You may be taught how to give this medicine at home. Make sure you understand all of the instructions before giving yourself an injection. Do not use more medicine or use it more often than your doctor tells you to.
This medicine should come with a patient information leaflet. Read and follow these instructions carefully. Ask your doctor or pharmacist if you have any questions.
This medicine is available in two different forms: premixed liquid or a powder. You might be able to use the premixed liquid directly from the vial, or you might have to mix it with another liquid before you use it. You must mix the powder with another liquid before using it.
To use this medicine as a shot under your skin:
You will be shown the body areas where this shot can be given. Use a different body area each time you give yourself a shot. Keep track of where you give each shot to make sure you rotate body areas. This will help prevent skin problems from the injections. Do not inject into areas where the skin is tender, bruised, red, hard, or has scars or stretch marks.
Check the liquid inside the vial. It should be clear and colorless. Do not use it if it is cloudy, discolored, or has particles in it. Do not shake.
Use a new needle and syringe each time you inject your medicine.
The dose of this medicine will be different for different patients. Follow your doctor's orders or the directions on the label. The following information includes only the average doses of this medicine. If your dose is different, do not change it unless your doctor tells you to do so.
The amount of medicine that you take depends on the strength of the medicine. Also, the number of doses you take each day, the time allowed between doses, and the length of time you take the medicine depend on the medical problem for which you are using the medicine.
For injection dosage form (solution):
To increase white blood cell count:
Adults and children 2 years of age and older—Dose is based on body weight and must be determined by your doctor. The dose is usually 250 micrograms per square meter (mcg/m2) injected under the skin once a day. Your doctor may adjust your dose as needed.
Children younger than 2 years of age—Use and dose must be determined by your doctor.
To increase survival in patients who have been exposed to radiation:
Adults and children weighing more than 40 kilograms (kg)—Dose is based on body weight and must be determined by your doctor. The dose is usually 7 micrograms per kilogram (mcg/kg) injected under the skin once a day.
Children weighing 15 kg to 40 kg—Dose is based on body weight and must be determined by your doctor. The dose is usually 10 mcg/kg injected under the skin once a day.
Children weighing less than 15 kg—Dose is based on body weight and must be determined by your doctor. The dose is usually 12 mcg/kg injected under the skin once a day.
This medicine needs to be given on a fixed schedule. If you miss a dose or forget to use your medicine, call your doctor or pharmacist for instructions.

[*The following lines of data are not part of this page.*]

//! The structural node tree.
//!
//! Every node renders itself into a [`SourceWriter`] at the writer's current
//! depth. The `tail` argument of [`Renderable::render`] says whether the node
//! is the last piece of an enclosing expression: a node in tail position
//! leaves its final line open so the parent can glue more text onto it
//! (a `;`, a closing bracket, a footer).

mod block;
mod decl;
mod doc;
mod lists;
mod namespace;
mod raw;

pub use block::{Brackets, CodeBlock};
pub use decl::{Declaration, MethodBody, MethodDecl, TypeBody, TypeDecl};
pub use doc::DocComment;
pub use lists::{AttributeList, ConstraintList};
pub use namespace::NamespaceDecl;
pub use raw::{RawMode, RawText};

use crate::SourceWriter;

/// Something that can write itself into a [`SourceWriter`].
pub trait Renderable {
    /// Render at the writer's current depth.
    ///
    /// With `tail == false` the node ends on a terminated line. With
    /// `tail == true` it may leave its last line open for the caller. The
    /// writer's depth is the same before and after the call.
    fn render(&self, out: &mut SourceWriter, tail: bool);
}

impl<T: Renderable + ?Sized> Renderable for &T {
    fn render(&self, out: &mut SourceWriter, tail: bool) {
        (*self).render(out, tail)
    }
}

impl<T: Renderable + ?Sized> Renderable for Box<T> {
    fn render(&self, out: &mut SourceWriter, tail: bool) {
        self.as_ref().render(out, tail)
    }
}

/// A blank-line placeholder between siblings.
///
/// Renders nothing by itself. Between two siblings it yields exactly one
/// blank line; at either end of a sequence it is dropped unless forced.
#[derive(Debug, Clone, Copy, PartialEq, Eq, Default)]
pub struct Separator {
    pub forced: bool,
}

impl Separator {
    pub fn new() -> Self {
        Self::default()
    }

    pub fn forced() -> Self {
        Self { forced: true }
    }
}

/// One structural unit of emitted source.
#[derive(Debug, Clone, PartialEq)]
pub enum Node {
    Raw(RawText),
    Block(CodeBlock),
    Type(TypeDecl),
    Method(MethodDecl),
    Namespace(NamespaceDecl),
    Doc(DocComment),
    Attributes(AttributeList),
    Constraints(ConstraintList),
    Separator(Separator),
}

impl Node {
    /// Type and method declarations get blank lines around them among members.
    pub fn is_declaration(&self) -> bool {
        matches!(self, Self::Type(_) | Self::Method(_))
    }

    pub fn is_separator(&self) -> bool {
        matches!(self, Self::Separator(_))
    }
}

impl Renderable for Node {
    fn render(&self, out: &mut SourceWriter, tail: bool) {
        match self {
            Self::Raw(raw) => raw.render(out, tail),
            Self::Block(block) => block.render(out, tail),
            Self::Type(decl) => decl.render(out, tail),
            Self::Method(decl) => decl.render(out, tail),
            Self::Namespace(decl) => decl.render(out, tail),
            Self::Doc(doc) => doc.render(out, tail),
            Self::Attributes(attrs) => attrs.render(out, tail),
            Self::Constraints(constraints) => constraints.render(out, tail),
            Self::Separator(_) => {}
        }
    }
}

macro_rules! impl_from_node {
    ($($variant:ident($ty:ty)),* $(,)?) => {
        $(
            impl From<$ty> for Node {
                fn from(value: $ty) -> Self {
                    Self::$variant(value)
                }
            }
        )*
    };
}

impl_from_node!(
    Raw(RawText),
    Block(CodeBlock),
    Type(TypeDecl),
    Method(MethodDecl),
    Namespace(NamespaceDecl),
    Doc(DocComment),
    Attributes(AttributeList),
    Constraints(ConstraintList),
    Separator(Separator),
);

/// Where blank lines go between the entries of a sequence.
#[derive(Debug, Clone, Copy, PartialEq, Eq)]
pub(crate) enum Spacing {
    /// Only at separators.
    Statements,
    /// At separators and around type or method declarations.
    Members,
    /// Between every pair of entries.
    Entries,
}

impl Spacing {
    fn separates(self, previous: &Node, next: &Node) -> bool {
        match self {
            Self::Statements => false,
            Self::Members => previous.is_declaration() || next.is_declaration(),
            Self::Entries => true,
        }
    }
}

/// Render a sequence of sibling nodes.
///
/// Only the last non-separator node may receive `tail`; every other node
/// has its line terminated after it renders. Runs of separators collapse
/// into a single blank line.
pub(crate) fn render_sequence(
    nodes: &[Node],
    out: &mut SourceWriter,
    tail: bool,
    spacing: Spacing,
) {
    let last = nodes.iter().rposition(|node| !node.is_separator());
    let mut previous: Option<&Node> = None;
    let mut separated = false;
    let mut forced = false;

    for (index, node) in nodes.iter().enumerate() {
        if let Node::Separator(separator) = node {
            separated = true;
            forced |= separator.forced;
            continue;
        }

        let blank = match previous {
            Some(previous) => separated || spacing.separates(previous, node),
            None => forced,
        };
        if blank {
            out.blank_line();
        }

        let is_tail = tail && Some(index) == last;
        node.render(out, is_tail);
        if !is_tail {
            out.end_line();
        }

        previous = Some(node);
        separated = false;
        forced = false;
    }

    if forced && !tail {
        out.blank_line();
    }
}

Keep out of the reach of children.
Do not keep outdated medicine or medicine no longer needed.
Ask your healthcare professional how you should dispose of any medicine you do not use.

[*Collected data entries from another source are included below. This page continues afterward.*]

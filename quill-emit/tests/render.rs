//! End-to-end rendering tests.
//!
//! Run `cargo insta review` to update snapshots when making intentional changes.

use std::panic::{AssertUnwindSafe, catch_unwind};

use quill_emit::{
    Annotated, Brackets, CodeBlock, Document, EmitConfig, Indent, Members, NamespaceStyle,
    QualifiedNamer, RawText, Renderable, Separator, Separators, SourceWriter, Statements,
    TopLevel, TypeSymbol, name_in_scope,
};

fn sample(config: EmitConfig) -> Document {
    let mut doc = Document::new(config);
    doc.using("System.Collections.Generic");
    doc.type_decl("public class Sample", |ty| {
        ty.method("public void Run()", |body| {
            body.statement("Console.WriteLine(1);");
        });
    });
    doc
}

#[test]
fn test_round_trip_example() {
    assert_eq!(
        sample(EmitConfig::default()).render().unwrap(),
        "using System.Collections.Generic;\n\
         \n\
         public class Sample\n\
         {\n\
         \x20   public void Run()\n\
         \x20   {\n\
         \x20       Console.WriteLine(1);\n\
         \x20   }\n\
         }\n"
    );
}

#[test]
fn test_indent_unit_applies_at_every_level() {
    let tabbed = sample(EmitConfig::default().indent(Indent::Tab));
    assert_eq!(
        tabbed.render().unwrap(),
        "using System.Collections.Generic;\n\npublic class Sample\n{\n\tpublic void Run()\n\t{\n\t\tConsole.WriteLine(1);\n\t}\n}\n"
    );
}

#[test]
fn test_render_is_deterministic() {
    let doc = service();
    let first = doc.render().unwrap();
    let second = doc.render().unwrap();
    assert_eq!(first, second);
}

#[test]
fn test_brackets_balance() {
    let text = service().render().unwrap();
    for (open, close) in [('{', '}'), ('(', ')'), ('[', ']')] {
        assert_eq!(
            text.matches(open).count(),
            text.matches(close).count(),
            "unbalanced {open}{close} in:\n{text}"
        );
    }
}

#[test]
fn test_trailing_newline_law() {
    for trailing in [true, false] {
        let mut doc = Document::new(EmitConfig::default().trailing_newline(trailing));
        doc.raw("int a = 1;  \n\n")
            .raw("int b = 2;\t")
            .forced_separator();

        let text = doc.render().unwrap();
        let body = text.strip_suffix('\n').unwrap_or(&text);
        assert_eq!(text.ends_with('\n'), trailing);
        assert!(!body.ends_with('\n'));
        assert_eq!(body, body.trim_end());
    }
}

#[test]
fn test_imports_sorted_and_deduplicated() {
    let mut doc = Document::new(EmitConfig::default());
    doc.using("Newtonsoft.Json")
        .using("System.Text")
        .using("acme.Core")
        .using("System")
        .using("System.Text")
        .using_static("System.Console")
        .using_alias("Env", "System.Environment");

    assert_eq!(
        doc.render().unwrap(),
        "using System;\n\
         using System.Text;\n\
         using acme.Core;\n\
         using Newtonsoft.Json;\n\
         using static System.Console;\n\
         using Env = System.Environment;\n"
    );
}

#[test]
fn test_separator_is_idempotent_at_the_edges() {
    let mut doc = Document::new(EmitConfig::default());
    doc.separator().raw("// only").separator();
    assert_eq!(doc.render().unwrap(), "// only\n");

    let mut between = Document::new(EmitConfig::default());
    between.raw("// a").add(Separator::new()).raw("// b");
    let mut plain = Document::new(EmitConfig::default());
    plain.raw("// a").raw("// b");
    assert_eq!(between.render().unwrap(), "// a\n\n// b\n");
    assert_eq!(between.render().unwrap(), plain.render().unwrap());
}

#[test]
fn test_footer_glues_to_closing_bracket() {
    let inner = CodeBlock::braced("if (x)").child(RawText::new("return 1;"));
    let block = CodeBlock::new().expression().footer(";").child(inner);

    let mut out = SourceWriter::new(EmitConfig::default());
    block.render(&mut out, false);
    let text = out.finish().unwrap();

    assert_eq!(text, "if (x)\n{\n    return 1;\n};\n");
    assert!(text.contains("return 1;\n}"));
    assert!(!text.contains("}\n;"));
}

#[test]
fn test_deep_tail_propagation() {
    // Call argument -> lambda -> switch expression, closed on one chain.
    let switch = CodeBlock::braced("kind switch")
        .child(RawText::new("1 => \"one\","))
        .child(RawText::new("_ => \"other\","));
    let lambda = CodeBlock::new()
        .header("kind => ")
        .partial()
        .child(switch);
    let call = CodeBlock::new()
        .header("Register(")
        .partial()
        .footer(")")
        .child(lambda);

    let mut out = SourceWriter::new(EmitConfig::default());
    call.render(&mut out, true);
    out.append(";");
    assert_eq!(
        out.finish().unwrap(),
        "Register(kind => kind switch\n{\n    1 => \"one\",\n    _ => \"other\",\n});"
    );
}

#[test]
fn test_indent_restored_after_panic() {
    let mut out = SourceWriter::new(EmitConfig::default());
    let result = catch_unwind(AssertUnwindSafe(|| {
        let mut inner = out.indent_in(2);
        inner.append_line("started");
        panic!("generator failed");
    }));
    assert!(result.is_err());
    assert_eq!(out.depth(), 0);
    out.append_line("after");
    assert_eq!(out.to_string(), "        started\nafter\n");
}

fn service() -> Document {
    let config = EmitConfig::default().pragma("#nullable enable");
    Document::build(config, |doc| {
        let namer = QualifiedNamer::simplifying();
        let order = TypeSymbol::parse("System.Threading.Tasks.Task<Acme.Orders.Order>");
        let returns = name_in_scope(&namer, &order);

        doc.using("System").namespace("Acme.Services");
        doc.type_decl("public sealed class OrderService", |ty| {
            ty.doc(|d| {
                d.summary("Loads orders.");
            })
            .base("IOrderService")
            .member("private readonly IOrderStore _store;")
            .method("public OrderService(IOrderStore store)", |m| {
                m.statement("_store = store;");
            })
            .method(format!("public async {returns} LoadAsync(int id)"), |m| {
                m.doc(|d| {
                    d.param("id", "Order id.");
                })
                .statement("var order = await _store.FindAsync(id);")
                .scope("if (order is null)", |b| {
                    b.statement("throw new KeyNotFoundException($\"Order {id}\");");
                })
                .statement("return order;");
            })
            .method("public int Count", |m| {
                m.arrow().statement("_store.Count");
            });
        });
    })
}

#[test]
fn test_service_snapshot() {
    insta::assert_snapshot!("service_class", service().render().unwrap());
}

#[test]
fn test_file_scoped_snapshot() {
    let config = EmitConfig::default()
        .indent(Indent::Spaces(2))
        .namespace_style(NamespaceStyle::FileScoped);
    let mut doc = Document::new(config);
    doc.namespace("Acme.Models")
        .using_static("System.Math")
        .using_alias("Id", "System.Guid");
    doc.type_decl("public record Money(decimal Amount, string Currency)", |ty| {
        ty.terminated();
    });
    doc.type_decl("public enum Status", |ty| {
        ty.member("Draft,").member("Sent,");
    });
    doc.type_decl("public static class Rounding", |ty| {
        ty.method("public static T Clamp<T>(T value, T min, T max)", |m| {
            m.constraint("T : IComparable<T>")
                .arrow()
                .statement("value.CompareTo(min) < 0 ? min : value.CompareTo(max) > 0 ? max : value");
        });
    });
    insta::assert_snapshot!("file_scoped_models", doc.render().unwrap());
}

#[test]
fn test_directives_and_verbatim_snapshot() {
    let mut doc = Document::new(EmitConfig::default());
    doc.type_decl("internal static class Build", |ty| {
        ty.method("public static string Describe()", |m| {
            m.statement("#if DEBUG\nreturn \"debug\";\n#else\nreturn \"release\";\n#endif");
        })
        .raw_member("    public const string Banner = \"\"\"\n    hello\n      world\n    \"\"\";");
    });
    insta::assert_snapshot!("directives_and_verbatim", doc.render().unwrap());
}

#[test]
fn test_call_arguments_snapshot() {
    let mut doc = Document::new(EmitConfig::default());
    doc.type_decl("public static class Startup", |ty| {
        ty.method("public static void Configure(IServiceCollection services)", |m| {
            m.block(|call| {
                call.header("services.AddHttpClient(")
                    .partial()
                    .footer(");")
                    .statement("\"orders\",");
                call.block(|lambda| {
                    lambda.expression();
                    lambda.scope_with("client =>", Brackets::braces(), |body| {
                        body.statement("client.BaseAddress = new Uri(\"https://orders\");")
                            .statement("client.Timeout = TimeSpan.FromSeconds(5);");
                    });
                });
            });
        });
    });
    insta::assert_snapshot!("call_arguments", doc.render().unwrap());
}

Store in the refrigerator. Do not freeze.
Keep this medicine in its original container. You may store the opened vials in the refrigerator for up to 20 days. Throw away unused medicine after 20 days. The powder has different storage directions based on what kind of liquid it was mixed with.
Throw away used needles in a hard, closed container where the needles cannot poke through. Keep this container away from children and pets.